* **WORK REQUIRED**: Output the full set of records exactly.

*** RECORDS SUPPLIED ***

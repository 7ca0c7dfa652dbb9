//! Category queries.

use serde_json::Value;
use tracing::{debug, info};
use uuid::Uuid;

use crate::error::{FinTrackError, Result};
use crate::models::{Category, NewCategory, Record, DEFAULT_CATEGORIES};
use crate::query::QueryBuilder;
use crate::store::{decode_one, decode_rows, RemoteStore};

/// Query interface for the `categories` table.
pub struct CategoryQuery<'a> {
    store: &'a dyn RemoteStore,
}

impl<'a> CategoryQuery<'a> {
    pub fn new(store: &'a dyn RemoteStore) -> Self {
        Self { store }
    }

    /// The user's categories ordered by name.
    pub fn list(&self, user_id: Uuid) -> Result<Vec<Category>> {
        let query = QueryBuilder::new(Category::TABLE)
            .eq("user_id", &user_id.to_string())
            .order_asc("name")
            .build();
        decode_rows(self.store.fetch(&query)?)
    }

    pub fn get(&self, id: Uuid, user_id: Uuid) -> Result<Category> {
        let query = QueryBuilder::new(Category::TABLE)
            .eq("id", &id.to_string())
            .eq("user_id", &user_id.to_string())
            .limit(1)
            .build();
        decode_one(self.store.fetch(&query)?, &format!("category {}", id))
    }

    pub fn create(&self, category: &NewCategory) -> Result<Category> {
        category.validate()?;
        let query = QueryBuilder::new(Category::TABLE).build();
        let rows = self
            .store
            .insert(&query, vec![serde_json::to_value(category)?])?;
        decode_one(rows, "created category")
    }

    /// The user's categories, seeding the default set first when the user
    /// has none.
    ///
    /// The emptiness check and the batch insert are separate requests, so two
    /// concurrent first visits can both seed.
    pub fn ensure_defaults(&self, user_id: Uuid) -> Result<Vec<Category>> {
        let existing = self.list(user_id)?;
        if !existing.is_empty() {
            debug!(count = existing.len(), "categories present");
            return Ok(existing);
        }

        info!(user = %user_id, "seeding default categories");
        let rows = DEFAULT_CATEGORIES
            .iter()
            .map(|d| serde_json::to_value(d.for_user(user_id)))
            .collect::<std::result::Result<Vec<Value>, _>>()?;
        let query = QueryBuilder::new(Category::TABLE).build();
        let mut created: Vec<Category> = decode_rows(self.store.insert(&query, rows)?)?;
        created.sort_by(|a, b| a.name.to_lowercase().cmp(&b.name.to_lowercase()));
        Ok(created)
    }
}

/// Fail unless `category_id` names one of the user's categories.
pub(crate) fn ensure_owned(store: &dyn RemoteStore, category_id: Uuid, user_id: Uuid) -> Result<()> {
    let query = QueryBuilder::new(Category::TABLE)
        .select(&["id"])
        .eq("id", &category_id.to_string())
        .eq("user_id", &user_id.to_string())
        .limit(1)
        .build();
    if store.fetch(&query)?.is_empty() {
        return Err(FinTrackError::Validation(format!(
            "category {} does not belong to this user",
            category_id
        )));
    }
    Ok(())
}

*** End of RECORDS SUPPLIED ***

* **WRITTEN ANSWER**:
repository 7ca0c7dfa652dbb9
//! Category queries.

use serde_json::Value;
use tracing::{debug, info};
use uuid::Uuid;

use crate::error::{FinTrackError, Result};
use crate::models::{Category, NewCategory, Record, DEFAULT_CATEGORIES};
use crate::query::QueryBuilder;
use crate::store::{decode_one, decode_rows, RemoteStore};

/// Query interface for the `categories` table.
pub struct CategoryQuery<'a> {
    store: &'a dyn RemoteStore,
}

impl<'a> CategoryQuery<'a> {
    pub fn new(store: &'a dyn RemoteStore) -> Self {
        Self { store }
    }

    /// The user's categories ordered by name.
    pub fn list(&self, user_id: Uuid) -> Result<Vec<Category>> {
        let query = QueryBuilder::new(Category::TABLE)
            .eq("user_id", &user_id.to_string())
            .order_asc("name")
            .build();
        decode_rows(self.store.fetch(&query)?)
    }

    pub fn get(&self, id: Uuid, user_id: Uuid) -> Result<Category> {
        let query = QueryBuilder::new(Category::TABLE)
            .eq("id", &id.to_string())
            .eq("user_id", &user_id.to_string())
            .limit(1)
            .build();
        decode_one(self.store.fetch(&query)?, &format!("category {}", id))
    }

    pub fn create(&self, category: &NewCategory) -> Result<Category> {
        category.validate()?;
        let query = QueryBuilder::new(Category::TABLE).build();
        let rows = self
            .store
            .insert(&query, vec![serde_json::to_value(category)?])?;
        decode_one(rows, "created category")
    }

    /// The user's categories, seeding the default set first when the user
    /// has none.
    ///
    /// The emptiness check and the batch insert are separate requests, so two
    /// concurrent first visits can both seed.
    pub fn ensure_defaults(&self, user_id: Uuid) -> Result<Vec<Category>> {
        let existing = self.list(user_id)?;
        if !existing.is_empty() {
            debug!(count = existing.len(), "categories present");
            return Ok(existing);
        }

        info!(user = %user_id, "seeding default categories");
        let rows = DEFAULT_CATEGORIES
            .iter()
            .map(|d| serde_json::to_value(d.for_user(user_id)))
            .collect::<std::result::Result<Vec<Value>, _>>()?;
        let query = QueryBuilder::new(Category::TABLE).build();
        let mut created: Vec<Category> = decode_rows(self.store.insert(&query, rows)?)?;
        created.sort_by(|a, b| a.name.to_lowercase().cmp(&b.name.to_lowercase()));
        Ok(created)
    }
}

/// Fail unless `category_id` names one of the user's categories.
pub(crate) fn ensure_owned(store: &dyn RemoteStore, category_id: Uuid, user_id: Uuid) -> Result<()> {
    let query = QueryBuilder::new(Category::TABLE)
        .select(&["id"])
        .eq("id", &category_id.to_string())
        .eq("user_id", &user_id.to_string())
        .limit(1)
        .build();
    if store.fetch(&query)?.is_empty() {
        return Err(FinTrackError::Validation(format!(
            "category {} does not belong to this user",
            category_id
        )));
    }
    Ok(())
}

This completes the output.